* What is being asked *
Search the records for the string "bundled", then copy each line that has it.

[Opening Records section]

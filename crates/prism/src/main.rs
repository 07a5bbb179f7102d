//! Prism CLI - submit images to a Prism transformation backend.
//!
//! Prism validates a transformation request locally, uploads the image to the
//! selected backend (latest or pinned), and saves the transformed result. It
//! also reports backend health and supervises a bundled backend process in
//! packaged installs.
//!
//! # Usage
//!
//! ```bash
//! # Resize and rotate hue
//! prism transform photo.jpg --width 800 --height 600 --hue 45
//!
//! # Use a JSON request instead of flags
//! prism transform photo.jpg --specs request.json --output out.png
//!
//! # Watch backend health
//! prism health --watch
//!
//! # Switch to the pinned backend
//! prism backend select pinned
//!
//! # Run the bundled backend in the foreground
//! prism supervise
//! ```

use clap::{Parser, Subcommand};

mod cli;
mod logging;

/// Prism - client for a remote image transformation backend.
#[derive(Parser, Debug)]
#[command(name = "prism")]
#[command(author, version, about, long_about = None)]
#[command(propagate_version = true)]
struct Cli {
    /// Enable verbose (debug) logging
    #[arg(short, long, global = true)]
    verbose: bool,

    /// Output logs in JSON format
    #[arg(long, global = true)]
    json_logs: bool,

    #[command(subcommand)]
    command: Commands,
}

/// Available commands.
#[derive(Subcommand, Debug)]
enum Commands {
    /// Transform an image on the selected backend
    Transform(cli::transform::TransformArgs),

    /// Check backend health, once or continuously
    Health(cli::health::HealthArgs),

    /// List and switch between the latest and pinned backends
    Backend(cli::backend::BackendArgs),

    /// Inspect bundled backend versions and the persisted choice
    Versions(cli::versions::VersionsArgs),

    /// Run the bundled backend in the foreground
    Supervise(cli::supervise::SuperviseArgs),

    /// View and manage configuration
    Config(cli::config::ConfigArgs),
}

#[tokio::main]
async fn main() -> anyhow::Result<()> {
    let cli = Cli::parse();

    // Logging isn't initialized yet, so use eprintln for config warnings.
    let config = match prism_core::Config::load() {
        Ok(config) => config,
        Err(e) => {
            eprintln!(
                "Warning: Failed to load config: {e}\n  \
                 Using default configuration. Check your config file with `prism config path`."
            );
            prism_core::Config::default()
        }
    };
    logging::init_from_config(&config, cli.verbose, cli.json_logs);

    tracing::debug!("Prism v{}", prism_core::VERSION);

    match cli.command {
        Commands::Transform(args) => cli::transform::execute(args, config).await,
        Commands::Health(args) => cli::health::execute(args, config).await,
        Commands::Backend(args) => cli::backend::execute(args, &config).await,
        Commands::Versions(args) => cli::versions::execute(args, &config).await,
        Commands::Supervise(args) => cli::supervise::execute(args, config).await,
        Commands::Config(args) => cli::config::execute(args, &config).await,
    }
}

[Closing Records section]

* Your solution *
//! also reports backend health and supervises a bundled backend process in
//! # Run the bundled backend in the foreground
    /// Inspect bundled backend versions and the persisted choice
    /// Run the bundled backend in the foreground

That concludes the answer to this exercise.